The Nomad is of mixed construction, with a monocoque aluminium fuselage, a wooden cantilever wing with one spar and wooden tail surfaces. The wing and tail are all covered with doped aircraft fabric covering. The wing employs a NACA 23-018 airfoil at the wing root, transitioning to a NACA 23-012 at the wing tip. The original design had a conventional cruciform tail, but in 1939 this was replaced with one of the first V-tails used on any aircraft and the first employed on a sailplane. The landing gear is a monowheel.

==Operational history==
Stanley had never flown any glider when he entered the Nomad in the 1938 US Nationals, held in Elmira, New York. The Nomad's first flight was in the competition and Stanley completed all three parts of his silver badge on that first flight. On one contest flight he flew almost to New Jersey, which amazed the spectators and other competitors alike. After one out-landing a souvenir hunter stole his removable elevators, putting him out of the remainder of the competition.
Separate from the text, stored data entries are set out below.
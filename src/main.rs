mod api;
mod backend;
mod botui;
mod config;
mod controller;
mod fragments;
mod integration;
mod mindmap;
mod observer;
mod page;
mod sdk;
mod server;
mod session;

use crate::backend::{BackendError, backend_from_config};
use crate::botui::ConsoleBotUi;
use crate::config::WidgetConfig;
use crate::controller::{ChatController, ChatSettings, reveal_chatbot};
use crate::integration::{
    ChannelChatbotStarter, Integrations, StaticInitHook, TracingObserverProxy,
};
use crate::mindmap::{LoggingDiagramRenderer, MindmapPanel};
use crate::observer::{LeoObserver, bootstrap, tag_outbound_links};
use crate::page::Page;
use crate::server::AppState;
use anyhow::Context;
use clap::{Parser, Subcommand};
use std::path::{Path, PathBuf};
use std::sync::Arc;
use std::time::Duration;
use tracing_subscriber::EnvFilter;
use url::Url;

#[derive(Parser)]
#[command(name = "resynap-gui", version, about = "Chatbot widget runtime and page host")]
struct Cli {
    #[command(subcommand)]
    command: Command,
}

#[derive(Subcommand)]
enum Command {
    /// Serve the chatbot page and widget globals over HTTP.
    Serve,
    /// Run a chat session in the terminal.
    Chat {
        /// Visitor id to resolve; a random one is used when omitted.
        #[arg(long)]
        visitor_id: Option<String>,
        /// Host page to load; defaults to the configured page template.
        #[arg(long)]
        page: Option<PathBuf>,
    },
    /// Append the visitor-sync parameter to outbound links of an HTML file.
    RewriteLinks {
        input: PathBuf,
        #[arg(long)]
        visitor_id: String,
        /// URL the page is served from; decides which links are outbound.
        #[arg(long)]
        location: Url,
    },
    /// Render `#mindmap-code` into `#mermaid-container` and apply zoom.
    Mindmap {
        input: PathBuf,
        #[arg(long, default_value = "http://localhost/")]
        location: Url,
        #[arg(long, default_value_t = 0)]
        zoom_in: u32,
        #[arg(long, default_value_t = 0)]
        zoom_out: u32,
    },
}

#[tokio::main]
async fn main() -> anyhow::Result<()> {
    init_tracing();
    let cli = Cli::parse();
    match cli.command {
        Command::Serve => serve().await,
        Command::Chat { visitor_id, page } => chat(visitor_id, page).await,
        Command::RewriteLinks {
            input,
            visitor_id,
            location,
        } => {
            let page = load_page(&input, location).await?;
            let rewritten = tag_outbound_links(&page, &visitor_id);
            tracing::info!(rewritten, "outbound links tagged");
            println!("{}", page.to_html());
            Ok(())
        }
        Command::Mindmap {
            input,
            location,
            zoom_in,
            zoom_out,
        } => {
            let page = load_page(&input, location).await?;
            let mut panel = MindmapPanel::default();
            panel
                .mount(&page, &LoggingDiagramRenderer, Duration::ZERO)
                .await?;
            for _ in 0..zoom_in {
                panel.zoom_in(&page);
            }
            for _ in 0..zoom_out {
                panel.zoom_out(&page);
            }
            println!("{}", page.to_html());
            Ok(())
        }
    }
}

async fn serve() -> anyhow::Result<()> {
    let config = WidgetConfig::from_env()?;
    let addr = config.bind_addr;
    tracing::info!(%addr, "starting resynap-gui page host");
    server::run(addr, AppState::new(config)).await
}

async fn chat(visitor_id: Option<String>, page_path: Option<PathBuf>) -> anyhow::Result<()> {
    let config = WidgetConfig::from_env()?;
    let location = Url::parse(&format!("http://{}/", config.chatbot_hostname))
        .context("CHATBOT_HOSTNAME is not a valid host")?;
    let page_path = page_path.unwrap_or_else(|| config.page_template.clone());
    let page = load_page(&page_path, location).await?;
    let mut visitor_id = visitor_id.unwrap_or_else(|| uuid::Uuid::new_v4().to_string());

    let mut observer = None;
    if let (true, Some(cdn_domain)) = (config.tracking_ready(), config.cdn_domain.as_deref()) {
        let hook = StaticInitHook(true);
        if bootstrap(&page, cdn_domain, Some(&hook))?.is_some() {
            let leo = LeoObserver::new(Arc::new(TracingObserverProxy::new(visitor_id.clone())));
            let (starter, mut started) = ChannelChatbotStarter::new();
            let integrations = Integrations::new(None, Some(Arc::new(starter)));
            leo.on_proxy_ready(&page, &integrations).await?;
            if let Some(synced) = started.recv().await {
                visitor_id = synced;
            }
            observer = Some(leo);
        }
    }

    reveal_chatbot(&page);
    let ui = Arc::new(ConsoleBotUi::new(config.chatbot_name.clone()));
    let mut controller =
        ChatController::new(ui, backend_from_config(&config), ChatSettings::from_config(&config))
            .with_error_hook(Arc::new(|err: &BackendError| {
                eprintln!("chat backend unavailable: {err}");
            }));
    if let Some(observer) = observer {
        controller = controller.with_observer(observer);
    }
    controller.start_chatbot(&visitor_id).await?;
    controller.run().await?;
    Ok(())
}

async fn load_page(path: &Path, location: Url) -> anyhow::Result<Page> {
    let html = tokio::fs::read_to_string(path)
        .await
        .with_context(|| format!("failed to read {}", path.display()))?;
    Ok(Page::parse(&html, location))
}

fn init_tracing() {
    let _ = tracing_subscriber::fmt()
        .with_env_filter(EnvFilter::from_default_env())
        .with_writer(std::io::stderr)
        .try_init();
}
Stanley brought the Nomad to the 1939 US Nationals and by then the conventional tail had been replaced with a V-tail. At that event he completed the first gold badge in the United States and on 3 July 1939 set a new US altitude record of 16400 ft, which was more than twice the previous record. On the following day, 4 July 1939, he broke the altitude record again, climbing to 17284 ft climbing inside a cumulonimbus cloud. He finished second in the Nationals, even though he did not complete the last task.

Later while flying aerobatics in the Nomad after a poorly completed wing repair the wing failed in flight and Stanley bailed out successfully. The aircraft's remains were sold, the new owner repaired the aircraft and Stanley bought it back from him.

Stanley went on to become president of the Soaring Society of America in 1940, but never designed another glider. He worked as the chief test pilot for Bell Aircraft Corporation during the Second World War and in that capacity made the first flight in the Bell XP-59, the first jet-powered aircraft produced in the USA.

Stanley's wife, Katherine N. Stanley, donated the aircraft to the National Air and Space Museum in 1978 after Stanley's death in 1977. For a time in the 1980s it was on loan to the National Soaring Museum, but in 2011 was on display and suspended from the ceiling of the Boeing Aviation Hangar at the Steven F. Udvar-Hazy Center.